# Ohne Plan Nach Kuba



## o.v.p-fisherman (1. Januar 2004)

Auf nach Kuba!(Varadero)
Wir fahren nach Kuba !! Februar geht es los und ich freue mich wie ein Schneekönig oder doch besser Sonnengott.
Leider war ich vorher noch nie in Kuba und möchte natürlich so manches wissen. Hier die wichtigsten Fragen:
Was sind die besten Köder auf Thun?
Wo kriege ich den günstigsten Bootscharter?
Wie teuer ist das Boot?
Kann man von den Stränden angeln?
Ist es besser, sein Angelzeug mitzunehmen oder reicht das vor Ort?


----------



## wörni (1. Januar 2004)

Guck mal, im Blinker-Jan-04, da ist ein Bericht über eine kleine Insel vor Kuba -Cayo Largo- , vielleicht geht das auch online :m


----------



## o.v.p-fisherman (1. Januar 2004)

Werde ich mir gleich morgen kaufen
Ich danke dir wörni
MFG o.v.p-fisherman


----------



## ollidi (2. Januar 2004)

Zum Angeln auf Kuba kann ich Dir leider nichts sagen.
Falls Du aber vorhaben solltest auf Kuba Zigarren zu kaufen, mußt Du tierisch aufpassen, damit Du keine gefälschten angedreht bekommst. Grundsätzlich darfst Du keine Zigarren von Straßenhändlern kaufen. Das sind alles nachgemachte. Ebenso Cohibas in Kisten mit Glasdeckeln. Sind auch alles nachgemachte.
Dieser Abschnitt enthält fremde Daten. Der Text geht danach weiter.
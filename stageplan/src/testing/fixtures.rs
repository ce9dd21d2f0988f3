//! Canonical workflows used across the test suites.
//!
//! Every fixture returns the graph and the features it should be planned for.
//! Raw features are `x` (predictor) and `y` (response) unless noted.

use crate::core::{FeatureId, FeatureType, ValidationScheme};
use crate::errors::WorkflowValidationError;
use crate::workflow::{FeatureSpec, StageSpec, WorkflowBuilder, WorkflowGraph};

/// A graph paired with the features to plan for.
pub type Fixture = (WorkflowGraph, Vec<FeatureId>);

fn base(name: &str) -> Result<WorkflowBuilder, WorkflowValidationError> {
    WorkflowBuilder::new(name)
        .raw_feature(FeatureSpec::predictor("x", FeatureType::Real))?
        .raw_feature(FeatureSpec::response("y", FeatureType::RealNN))
}

fn transformer(name: &str, inputs: &[&str], output: FeatureSpec) -> StageSpec {
    StageSpec::transformer(name, name)
        .with_inputs(inputs.iter().copied())
        .with_output(output)
}

fn selector(name: &str, inputs: &[&str], output: &str) -> StageSpec {
    StageSpec::model_selector(name, ValidationScheme::cross_validation(3))
        .with_inputs(inputs.iter().copied())
        .with_candidates(["logistic_regression", "random_forest"])
        .with_output(FeatureSpec::predictor(output, FeatureType::Prediction))
}

fn vector(name: &str) -> FeatureSpec {
    FeatureSpec::predictor(name, FeatureType::Vector)
}

#[allow(clippy::expect_used)]
fn finish(builder: Result<WorkflowBuilder, WorkflowValidationError>, results: &[&str]) -> Fixture {
    let graph = builder
        .and_then(WorkflowBuilder::build)
        .expect("fixture workflow is valid");
    let ids = graph.feature_ids(results.iter().copied());
    assert_eq!(ids.len(), results.len(), "fixture results must exist");
    (graph, ids)
}

/// The selector reads raw features only.
#[must_use]
pub fn selector_only() -> Fixture {
    let builder = base("selector-only").and_then(|b| b.stage(selector("selector", &["x", "y"], "prediction")));
    finish(builder, &["prediction"])
}

/// `features_only(x)` feeds `check(fx, y)` which feeds the selector.
#[must_use]
pub fn feature_then_check() -> Fixture {
    let builder = base("feature-then-check")
        .and_then(|b| b.stage(transformer("features_only", &["x"], vector("fx"))))
        .and_then(|b| b.stage(transformer("check", &["fx", "y"], vector("checked"))))
        .and_then(|b| b.stage(selector("selector", &["y", "checked"], "prediction")));
    finish(builder, &["prediction"])
}

/// `features_only(x)` and `label_only(y)` both feed `check`, which feeds the
/// selector.
#[must_use]
pub fn fan_in_check() -> Fixture {
    let builder = base("fan-in-check")
        .and_then(|b| b.stage(transformer("features_only", &["x"], vector("fx"))))
        .and_then(|b| {
            b.stage(transformer(
                "label_only",
                &["y"],
                FeatureSpec::response("fy", FeatureType::RealNN),
            ))
        })
        .and_then(|b| b.stage(transformer("check", &["fx", "fy"], vector("checked"))))
        .and_then(|b| b.stage(selector("selector", &["y", "checked"], "prediction")));
    finish(builder, &["prediction"])
}

/// [`feature_then_check`] plus an `unrelated(x)` branch that is requested but
/// never reaches the selector.
#[must_use]
pub fn unrelated_branch() -> Fixture {
    let builder = base("unrelated-branch")
        .and_then(|b| b.stage(transformer("features_only", &["x"], vector("fx"))))
        .and_then(|b| b.stage(transformer("unrelated", &["x"], vector("ux"))))
        .and_then(|b| b.stage(transformer("check", &["fx", "y"], vector("checked"))))
        .and_then(|b| b.stage(selector("selector", &["y", "checked"], "prediction")));
    finish(builder, &["prediction", "ux"])
}

/// `a(x)` reaches `check` directly and through `b(fa)`.
#[must_use]
pub fn two_paths() -> Fixture {
    let builder = base("two-paths")
        .and_then(|b| b.stage(transformer("a", &["x"], vector("fa"))))
        .and_then(|b| b.stage(transformer("b", &["fa"], vector("fb"))))
        .and_then(|b| b.stage(transformer("check", &["fa", "fb", "y"], vector("checked"))))
        .and_then(|b| b.stage(selector("selector", &["y", "checked"], "prediction")));
    finish(builder, &["prediction"])
}

/// A selector followed by an `evaluate(prediction, y)` stage.
#[must_use]
pub fn selector_then_evaluate() -> Fixture {
    let builder = base("selector-then-evaluate")
        .and_then(|b| b.stage(transformer("features_only", &["x"], vector("fx"))))
        .and_then(|b| b.stage(selector("selector", &["y", "fx"], "prediction")))
        .and_then(|b| b.stage(transformer("evaluate", &["prediction", "y"], vector("metrics"))));
    finish(builder, &["metrics"])
}

/// Two selectors reading the same features side by side.
#[must_use]
pub fn parallel_selectors() -> Fixture {
    let builder = base("parallel-selectors")
        .and_then(|b| b.stage(selector("selector_a", &["x", "y"], "prediction_a")))
        .and_then(|b| b.stage(selector("selector_b", &["x", "y"], "prediction_b")));
    finish(builder, &["prediction_a", "prediction_b"])
}

/// One selector's prediction feeds a second selector.
#[must_use]
pub fn serial_selectors() -> Fixture {
    let builder = base("serial-selectors")
        .and_then(|b| b.stage(selector("selector_a", &["x", "y"], "prediction_a")))
        .and_then(|b| b.stage(selector("selector_b", &["prediction_a", "y"], "prediction_b")));
    finish(builder, &["prediction_b"])
}

/// Plain feature engineering without a selector.
#[must_use]
pub fn no_selector() -> Fixture {
    let builder = base("no-selector")
        .and_then(|b| b.stage(transformer("features_only", &["x"], vector("fx"))))
        .and_then(|b| b.stage(transformer("check", &["fx", "y"], vector("checked"))));
    finish(builder, &["checked"])
}
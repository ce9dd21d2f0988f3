//! Workflow assembly.
//!
//! This module provides:
//! - Feature and stage specifications (serde-loadable)
//! - A validating workflow builder
//! - The immutable [`WorkflowGraph`] snapshot the planner reads

mod builder;
mod fingerprint;
mod graph;
mod spec;

pub use builder::WorkflowBuilder;
pub use fingerprint::fingerprint;
pub use graph::{ConsumerIndex, WorkflowGraph};
pub use spec::{FeatureSpec, StageSpec, WorkflowSpec};
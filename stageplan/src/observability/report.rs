//! Serializable, name-resolved view of a cut.

use crate::planner::{CutDag, Layer};
use crate::workflow::WorkflowGraph;
use chrono::{DateTime, Utc};
use serde::{Deserialize, Serialize};
use uuid::Uuid;

/// A layer with stage names instead of ids.
#[derive(Debug, Clone, PartialEq, Eq, Serialize, Deserialize)]
pub struct LayerReport {
    /// Shared distance of the layer.
    pub distance: usize,
    /// Stage names, in insertion order.
    pub stages: Vec<String>,
}

/// Summary of a cut handed to execution engines and logs.
#[derive(Debug, Clone, PartialEq, Serialize, Deserialize)]
pub struct PlanReport {
    /// Unique id of this report.
    pub plan_id: Uuid,
    /// When the report was produced.
    pub generated_at: DateTime<Utc>,
    /// Workflow name.
    pub workflow: String,
    /// Graph fingerprint.
    pub fingerprint: String,
    /// Name of the model selector, if any.
    pub model_selector: Option<String>,
    /// Fold-invariant layers.
    pub compute_once: Vec<LayerReport>,
    /// Layers recomputed per fold.
    pub per_fold: Vec<LayerReport>,
    /// Layers after the selector.
    pub after_selector: Vec<LayerReport>,
}

impl PlanReport {
    /// Resolves a cut against its graph.
    #[must_use]
    pub fn new(graph: &WorkflowGraph, cut: &CutDag) -> Self {
        let layers = |layers: &[Layer]| {
            layers
                .iter()
                .map(|layer| LayerReport {
                    distance: layer.distance(),
                    stages: layer.stages().iter().map(|s| graph.stage_name(*s)).collect(),
                })
                .collect::<Vec<_>>()
        };

        Self {
            plan_id: Uuid::new_v4(),
            generated_at: Utc::now(),
            workflow: graph.name().to_string(),
            fingerprint: graph.fingerprint(),
            model_selector: cut.selector().map(|s| graph.stage_name(s)),
            compute_once: layers(cut.compute_once()),
            per_fold: layers(cut.per_fold()),
            after_selector: layers(cut.after_selector()),
        }
    }

    /// Renders the report as pretty JSON.
    ///
    /// # Errors
    ///
    /// Returns an error if serialization fails.
    pub fn to_json(&self) -> Result<String, serde_json::Error> {
        serde_json::to_string_pretty(self)
    }
}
Immer schön in den Laden gehen, dort stimmt die Qualität.


----------



## Hofi_M (12. Januar 2004)

War 1999 auf Cayo Coco,ist die Nachbarinsel von Cayo Largo.Die Preise damals zw.
45-60 US-Dollar für1/2;bzw 90-120 US-D;ganzen Tag auf 35-45 Foot-Yacht(p.P.).Bei der Köderauswahl würde ich mich an den Skipper halten da in den meisten Fällen der Fang an die Crew geht.Mit Bootfahren alleine könnten sie nicht existieren,also ist immer ein Bestreben nach gutem Fang vorhanden.(Betrifft aber nicht Urlauberhochburgen wie Varadero).Habe dort gut gefangen,Barracuda,Red Snapper und Thun.Also wenn du in Varadero bist würde ich Dir empfehlen es etwas weiter raus im Land zu versuchen.


----------



## Uli_Raser (13. Januar 2004)

War sehr oft in Kuba und will Dir nicht gleich alle Hoffnung nehmen.
Angelgerät in Kuba ist sehr schwierig, kaufen kannst Du selber nichts, da es keinen Laden gibt der was hat. Noch nicht einmal für Dollar!
In Varadero selber gibt es kein richtiges Hochseeangeln. Aber neben dem Hotel "Quatro Palmas" gibt es eine Tauchschule, die haben garantiert einen Tip für Dich.
Vom Strand aus gibt es kaum Möglichkeiten des Angeln. Es werden aber viele kleinere Fische mit Wurfnetzen gefangen. 
Die beste Möglichkeit besteht in Havanna! Da fährt täglich 2 oder 3mal ein guter Bus von Varadero aus. Kam früher 7,5 Dollar und heute bestimmt 15. In Havanna liegen in der Marina Hemingway einige gute Boote. Dort kannst Du auch preiswert übernachten, für etwa 30 Dollar mit Frühstück im Doppelzimmer. Ansprechpartner kannst Du von mir haben. Hab halt noch ein paar Freunde.
Kubaner machen für Dollar alles möglich, es ist nur nicht immer das was Du erwartest.
Zigarren kannst Du kaufen, eine Fälschung wirst Du aber kaum erkennen. Die Verpackungen sind immer Original. Wenn Du nach Havanna fährst ist es bei Ernesto kein Problem, in Varadero geht es bei Peter, weiß nur nicht wo er sich gerade rumtreibt.
Uli


----------